Interlocutors’ Report 

Government of India appointeda group of interlocutors on 13 October 2010.  The Group had submitted a report to the Home Ministry in March 2012. They had recommended several measures to be taken for addressing Kashmir issue which included setting up of a Constitutional Committee (CC) to review all the central Acts that have been extended to J&K since 1952 and submit its findings within a period of six months; appointment of Governorto the state on the recommendation of J&K Government; non-extension of central laws; strengthening of article 370;and separate Regional Councils for Jammu, Kashmir and Ladakh. Other recommendations pertained to addressing social, cultural and economic aspects of the state. For two years the government sat over the report before its electoral debacle. Decline in the levels of militancy related violence had probably created an illusion of peace in New Delhi making the report somewhat useless for the government. Political considerations, i.e. discussing the report might lead toCongress’ defeat in 2014 general elections too played a role. Afzal Guru was hanged in February 2013. The party still lost the elections.

Tailpiece

Kashmir continues to simmer and violence continues adding to the number of dead and injured. Burhan and his associates were neither Pakistani insurgents nor were trained inside the militant camps in Pakistan. Senior Congress Leader Mani Shankar Aiyar authenticated this fact in his recent interview with Srinagar based news agency CNS. Aiyar who was a cabinet minister in Manmohan Singh led Government admitted to the intense dissatisfaction among people in Kashmir.
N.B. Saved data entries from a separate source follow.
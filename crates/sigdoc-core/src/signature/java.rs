//! Java signatures of the same model

use tracing::{debug_span, trace};

use super::{
    extra_modifiers, modifier, nested_symbol, parameter_list, symbol, visibility, AnnotationStyle,
    Dialect, ProjectionRenderer, SignatureProvider,
};
use crate::config::DialectConfig;
use crate::content::{ContentFactory, ContentKind, ContentTree, Emitter, TextStyle, NBSP};
use crate::model::{
    simple_name, Classlike, ClasslikeKind, Declaration, EnumEntry, Function, PlatformMap,
    PlatformSet, Projection, Property, SymbolId, TypeAlias, TypeParameter, VarianceKind,
    WithExtras,
};
use crate::platform::{group_by_value, group_within};

/// Java type syntax. Nullability is erased and function types are plain
/// generic interfaces.
#[derive(Debug, Clone, Copy, Default)]
pub struct JavaProjections;

impl ProjectionRenderer for JavaProjections {
    fn projection<F: ContentFactory>(&self, out: &mut Emitter<'_, F>, projection: &Projection) {
        match projection {
            Projection::Named { id, arguments, .. } => out.group(&[], |out| {
                out.link(id.display_name(), id);
                out.list(arguments, "<", ">", ", ", |out, arg| self.projection(out, arg));
            }),
            Projection::Variance(kind, inner) => out.group(&[], |out| {
                out.text(match kind {
                    VarianceKind::Covariant => "? extends ",
                    VarianceKind::Contravariant => "? super ",
                });
                self.projection(out, inner);
            }),
            Projection::Nullable(inner) => self.projection(out, inner),
            Projection::Star => out.text("?"),
            Projection::PlatformObject | Projection::Dynamic => {
                out.link("Object", &SymbolId::java_object());
            }
            Projection::Void => out.text("void"),
            Projection::Primitive(name) | Projection::TypeParameterRef(name) => out.text(name),
        }
    }
}

/// Renders declarations as they are seen from Java
pub struct JavaSignatureProvider<F = ContentTree> {
    factory: F,
    config: DialectConfig,
    annotations: AnnotationStyle,
}

impl JavaSignatureProvider {
    pub fn new() -> Self {
        Self::with_factory(ContentTree, DialectConfig::java())
    }
}

impl Default for JavaSignatureProvider {
    fn default() -> Self {
        Self::new()
    }
}

impl<F: ContentFactory> JavaSignatureProvider<F> {
    pub fn with_factory(factory: F, config: DialectConfig) -> Self {
        Self {
            factory,
            annotations: AnnotationStyle::from(&config),
            config,
        }
    }

    fn extras<A: WithExtras + ?Sized>(annotated: &A) -> String {
        extra_modifiers(annotated, Dialect::Java)
    }

    fn classlike(&self, c: &Classlike) -> F::Node {
        match &c.extras.actual_typealias {
            Some(aliased) => self.actual_typealias(c, aliased),
            None => self.regular_classlike(c, &c.platforms),
        }
    }

    fn actual_typealias(&self, c: &Classlike, aliased: &PlatformMap<Projection>) -> F::Node {
        let regular: PlatformSet = c
            .platforms
            .iter()
            .filter(|p| !aliased.contains_key(*p))
            .cloned()
            .collect();
        let all: PlatformSet = c.platforms.iter().chain(aliased.keys()).cloned().collect();
        trace!(
            regular = regular.len(),
            aliased = aliased.len(),
            "splitting actual typealias"
        );

        let mut out = Emitter::new(&self.factory, &c.id, &all);
        if !regular.is_empty() {
            out.push(self.regular_classlike(c, &regular));
        }
        for (target, platforms) in group_by_value(aliased) {
            nested_symbol(&mut out, &c.id, &platforms, |out| {
                out.link(class_name(c), &c.id);
                out.text(" = ");
                JavaProjections.projection(out, target);
            });
        }
        out.finish(ContentKind::Main, &[])
    }

    fn regular_classlike(&self, c: &Classlike, platforms: &PlatformSet) -> F::Node {
        symbol(&self.factory, &c.id, platforms, |out| {
            self.annotations.block(out, c);
            visibility(out, &c.visibility, &self.config);
            if c.kind == ClasslikeKind::Class {
                modifier(out, &c.modifier, &self.config);
                out.text(&Self::extras(c));
            }
            out.text(match c.kind {
                ClasslikeKind::Class | ClasslikeKind::Object => "class ",
                ClasslikeKind::Interface => "interface ",
                ClasslikeKind::Enum => "enum ",
                ClasslikeKind::Annotation => "@interface ",
            });
            out.link(class_name(c), &c.id);
            out.list(&c.generics, "<", ">", ", ", |out, t| self.type_parameter_body(out, t));
            for (supertypes, platforms) in group_within(&c.supertypes, out.platforms()) {
                out.for_platforms(&platforms, |out| {
                    out.list(supertypes, " extends ", "", ", ", |out, id| {
                        out.link(id.display_name(), id);
                    });
                });
            }
        })
    }

    fn function(&self, f: &Function) -> F::Node {
        symbol(&self.factory, &f.id, &f.platforms, |out| {
            self.annotations.block(out, f);
            visibility(out, &f.visibility, &self.config);
            modifier(out, &f.modifier, &self.config);
            out.text(&Self::extras(f));
            out.list(&f.generics, "<", "> ", ", ", |out, t| self.type_parameter_body(out, t));
            if !f.is_constructor {
                JavaProjections.projection(out, &f.return_type);
                out.text(NBSP);
            }
            out.link(&f.name, &f.id);
            parameter_list(out, &f.parameters, |out, param| {
                self.annotations.inline(out, param);
                out.text(&Self::extras(param));
                JavaProjections.projection(out, &param.ty);
                out.text(NBSP);
                out.link(param.name.as_deref().unwrap_or_default(), &param.id);
            });
        })
    }

    fn property(&self, p: &Property) -> F::Node {
        symbol(&self.factory, &p.id, &p.platforms, |out| {
            self.annotations.block(out, p);
            visibility(out, &p.visibility, &self.config);
            modifier(out, &p.modifier, &self.config);
            out.text(&Self::extras(p));
            JavaProjections.projection(out, &p.ty);
            out.text(NBSP);
            out.link(&p.name, &p.id);
        })
    }

    fn type_alias(&self, t: &TypeAlias) -> F::Node {
        let mut out = Emitter::new(&self.factory, &t.id, &t.platforms);
        for (underlying, platforms) in group_by_value(&t.underlying) {
            nested_symbol(&mut out, &t.id, &platforms, |out| {
                self.annotations.block(out, t);
                visibility(out, &t.visibility, &self.config);
                JavaProjections.projection(out, &t.ty);
                out.text(" = ");
                JavaProjections.projection(out, underlying);
            });
        }
        out.finish(ContentKind::Main, &[])
    }

    fn type_parameter(&self, t: &TypeParameter) -> F::Node {
        symbol(&self.factory, &t.id, &t.platforms, |out| {
            self.annotations.block(out, t);
            self.type_parameter_body(out, t);
        })
    }

    /// `T extends A & B`
    fn type_parameter_body(&self, out: &mut Emitter<'_, F>, t: &TypeParameter) {
        out.text(simple_name(&t.name));
        out.list(&t.bounds, " extends ", "", " & ", |out, bound| {
            JavaProjections.projection(out, bound);
        });
    }

    fn enum_entry(&self, e: &EnumEntry) -> F::Node {
        Emitter::new(&self.factory, &e.id, &e.platforms)
            .finish(ContentKind::Symbol, &[TextStyle::Monospace])
    }
}

impl<F: ContentFactory> SignatureProvider for JavaSignatureProvider<F> {
    type Node = F::Node;

    fn signature(&self, declaration: &Declaration) -> F::Node {
        let _span =
            debug_span!("signature", dialect = "java", symbol = %declaration.id()).entered();
        match declaration {
            Declaration::Classlike(c) => self.classlike(c),
            Declaration::Function(f) => self.function(f),
            Declaration::Property(p) => self.property(p),
            Declaration::TypeAlias(t) => self.type_alias(t),
            Declaration::TypeParameter(t) => self.type_parameter(t),
            Declaration::EnumEntry(e) => self.enum_entry(e),
        }
    }
}

fn class_name(c: &Classlike) -> &str {
    c.name.as_deref().unwrap_or_else(|| c.id.display_name())
}
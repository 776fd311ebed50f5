//! Resolved declaration model consumed by the signature renderers
//!
//! Everything in here is produced elsewhere (by whatever resolves source code
//! into declarations) and handed over fully built. The renderers only read it.

mod annotation;
mod declaration;
mod file;
mod projection;

use std::collections::{BTreeMap, BTreeSet};
use std::fmt;

use serde::{Deserialize, Serialize};

pub use annotation::{Annotation, AnnotationValue};
pub use declaration::{
    Classlike, ClasslikeKind, Declaration, EnumEntry, ExtraModifier, Extras, Function, Modifier,
    Parameter, Property, TypeAlias, TypeParameter, Visibility, WithExtras,
};
pub use file::{ModelError, ModelFile};
pub use projection::{FunctionMarker, Projection, VarianceKind};

/// A compilation target a declaration can be documented for
#[derive(Debug, Clone, PartialEq, Eq, PartialOrd, Ord, Hash, Serialize, Deserialize)]
#[serde(transparent)]
pub struct Platform(String);

impl Platform {
    pub fn new(name: impl Into<String>) -> Self {
        Self(name.into())
    }

    pub fn as_str(&self) -> &str {
        &self.0
    }
}

impl fmt::Display for Platform {
    fn fmt(&self, f: &mut fmt::Formatter<'_>) -> fmt::Result {
        f.write_str(&self.0)
    }
}

impl From<&str> for Platform {
    fn from(name: &str) -> Self {
        Self::new(name)
    }
}

/// Ordered set of platforms
pub type PlatformSet = BTreeSet<Platform>;

/// An attribute whose value may differ between platforms
pub type PlatformMap<V> = BTreeMap<Platform, V>;

/// Identity of a documented symbol, used as a hyperlink target
#[derive(Debug, Clone, Default, PartialEq, Eq, PartialOrd, Ord, Hash, Serialize, Deserialize)]
#[serde(default)]
pub struct SymbolId {
    /// Dotted package path, e.g. `kotlin.collections`
    pub package: Option<String>,
    /// Dotted chain of enclosing class names, e.g. `Map.Entry`
    pub class_names: Option<String>,
    /// Name of the callable (function or property), if this points at one
    pub callable: Option<String>,
}

impl SymbolId {
    /// Identity of a class-like symbol
    pub fn class(package: impl Into<String>, class_names: impl Into<String>) -> Self {
        Self {
            package: Some(package.into()),
            class_names: Some(class_names.into()),
            callable: None,
        }
    }

    /// Identity of a callable declared in `class_names` (or at top level when `None`)
    pub fn callable(
        package: impl Into<String>,
        class_names: Option<&str>,
        name: impl Into<String>,
    ) -> Self {
        Self {
            package: Some(package.into()),
            class_names: class_names.map(str::to_string),
            callable: Some(name.into()),
        }
    }

    /// `kotlin.Any`
    pub fn kotlin_any() -> Self {
        Self::class("kotlin", "Any")
    }

    /// `kotlin.Unit`
    pub fn kotlin_unit() -> Self {
        Self::class("kotlin", "Unit")
    }

    /// `java.lang.Object`
    pub fn java_object() -> Self {
        Self::class("java.lang", "Object")
    }

    /// Text shown when linking to this symbol
    pub fn display_name(&self) -> &str {
        self.class_names
            .as_deref()
            .or(self.callable.as_deref())
            .unwrap_or_default()
    }
}

/// Text after the last `.` of a qualified name
pub fn simple_name(name: &str) -> &str {
    name.rsplit('.').next().unwrap_or(name)
}

impl fmt::Display for SymbolId {
    fn fmt(&self, f: &mut fmt::Formatter<'_>) -> fmt::Result {
        write!(
            f,
            "{}/{}/{}",
            self.package.as_deref().unwrap_or_default(),
            self.class_names.as_deref().unwrap_or_default(),
            self.callable.as_deref().unwrap_or_default()
        )
    }
}
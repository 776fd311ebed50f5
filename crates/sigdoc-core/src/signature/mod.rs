//! Signature rendering
//!
//! A [`SignatureProvider`] turns one [`Declaration`] into a content node that
//! reads like the declaration's source. Two dialects are provided:
//! [`KotlinSignatureProvider`] and [`JavaSignatureProvider`]. Both walk the
//! same model; they differ in keywords, type syntax and which modifiers and
//! annotations they show.
//!
//! Attributes that may differ between platforms are never rendered per
//! platform. They are grouped by rendered value first, so a signature only
//! forks where its platforms actually disagree.

mod annotations;
mod java;
mod kotlin;

use std::fmt;

use serde::{Deserialize, Serialize};

use crate::config::{DialectConfig, SignatureConfig};
use crate::content::{ContentFactory, ContentKind, ContentNode, ContentTree, Emitter, TextStyle};
use crate::model::{
    Declaration, ExtraModifier, Modifier, PlatformMap, PlatformSet, Projection, SymbolId,
    Visibility, WithExtras,
};

pub use annotations::{AnnotationStyle, AtStrategy};
pub use java::{JavaProjections, JavaSignatureProvider};
pub use kotlin::{KotlinProjections, KotlinSignatureProvider};

/// Renders the signature of a declaration
pub trait SignatureProvider {
    type Node;

    fn signature(&self, declaration: &Declaration) -> Self::Node;
}

/// Renders type expressions in one dialect's syntax
pub trait ProjectionRenderer {
    fn projection<F: ContentFactory>(&self, out: &mut Emitter<'_, F>, projection: &Projection);
}

/// Provider usable behind a pointer, e.g. when the dialect is chosen at runtime
pub type DynSignatureProvider = Box<dyn SignatureProvider<Node = ContentNode> + Send + Sync>;

/// Output language of the signatures
#[derive(Debug, Clone, Copy, PartialEq, Eq, Hash, Serialize, Deserialize)]
#[serde(rename_all = "kebab-case")]
pub enum Dialect {
    Kotlin,
    Java,
}

impl Dialect {
    pub fn name(self) -> &'static str {
        match self {
            Dialect::Kotlin => "kotlin",
            Dialect::Java => "java",
        }
    }

    /// Whether `modifier` belongs to this dialect's language
    pub fn owns(self, modifier: ExtraModifier) -> bool {
        match self {
            Dialect::Kotlin => modifier.is_kotlin_only(),
            Dialect::Java => modifier.is_java_only(),
        }
    }

    /// A provider building [`ContentNode`] trees with this dialect's part of `config`
    pub fn provider(self, config: &SignatureConfig) -> DynSignatureProvider {
        let dialect = config.dialect(self).clone();
        match self {
            Dialect::Kotlin => {
                Box::new(KotlinSignatureProvider::with_factory(ContentTree, dialect))
            }
            Dialect::Java => Box::new(JavaSignatureProvider::with_factory(ContentTree, dialect)),
        }
    }
}

impl fmt::Display for Dialect {
    fn fmt(&self, f: &mut fmt::Formatter<'_>) -> fmt::Result {
        f.write_str(self.name())
    }
}

/// Top-level signature node: monospace, scoped to `owner`, body in one block
fn symbol<F, B>(factory: &F, owner: &SymbolId, platforms: &PlatformSet, body: B) -> F::Node
where
    F: ContentFactory,
    B: FnOnce(&mut Emitter<'_, F>),
{
    let mut out = Emitter::new(factory, owner, platforms);
    out.group(&[TextStyle::Block], body);
    out.finish(ContentKind::Symbol, &[TextStyle::Monospace])
}

/// Like [`symbol`], emitted as a child of `out`
fn nested_symbol<F, B>(
    out: &mut Emitter<'_, F>,
    owner: &SymbolId,
    platforms: &PlatformSet,
    body: B,
) where
    F: ContentFactory,
    B: FnOnce(&mut Emitter<'_, F>),
{
    out.content_for(
        owner,
        ContentKind::Symbol,
        &[TextStyle::Monospace],
        platforms,
        |out| out.group(&[TextStyle::Block], body),
    );
}

fn keyword_token(keyword: &str, ignored: bool) -> String {
    if ignored || keyword.is_empty() {
        String::new()
    } else {
        format!("{keyword} ")
    }
}

/// Grouped visibility keyword
fn visibility<F: ContentFactory>(
    out: &mut Emitter<'_, F>,
    values: &PlatformMap<Visibility>,
    config: &DialectConfig,
) {
    out.platform_text(values, |v| keyword_token(v.keyword(), config.is_ignored_visibility(*v)));
}

/// Grouped inheritance modifier
fn modifier<F: ContentFactory>(
    out: &mut Emitter<'_, F>,
    values: &PlatformMap<Modifier>,
    config: &DialectConfig,
) {
    out.platform_text(values, |m| keyword_token(m.keyword(), config.is_ignored_modifier(*m)));
}

/// `data inline ` etc., only the modifiers of `dialect`'s language
fn extra_modifiers<A: WithExtras + ?Sized>(annotated: &A, dialect: Dialect) -> String {
    annotated
        .extras()
        .modifiers
        .iter()
        .filter(|m| dialect.owns(**m))
        .map(|m| format!("{} ", m.keyword()))
        .collect()
}

/// Parameter lists are parenthesized even when empty
fn parameter_list<F, T>(
    out: &mut Emitter<'_, F>,
    items: &[T],
    render: impl FnMut(&mut Emitter<'_, F>, &T),
) where
    F: ContentFactory,
{
    if items.is_empty() {
        out.text("()");
    } else {
        out.list(items, "(", ")", ", ", render);
    }
}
“We don’t have to re-invent the wheel but we have to only dust-off the past records that we had on Kashmir. So many groups and even interlocutors had come up with recommendations on Kashmir. We need to have a closer look over those Kashmir related files that have gathered dust and try to implement them. We need to show to the people of Kashmir that we are serious to settle the Kashmir issue,” he said.

Stones thrown at the police and security forces by the protesters are not sent from Pakistan. In the absence of political measures, the situation can further deteriorate. On one side Kashmiri policemen are forced to target angry protesters and on other side these young protesters are attacking fellow Kashmiri policemen. In a nutshell, Kashmiris are at the receiving end. Kashmir’s political discourse needs to be based on a meaningful dialogue and democratic means that address the grievances of people of Jammu, Kashmir and Ladakh including the part of Kashmir under control of Pakistan.

(Dr Raja Muzaffar Bhat is a Srinagar based activist and columnist. He writes regularly for Greater Kashmir and ​Daily Excelsior. Opinion expressed in this blog is author’s own and not the view of Mantraya. This piece is a part of Mantraya’s ongoing “Mapping Terror and Insurgent Networks” project.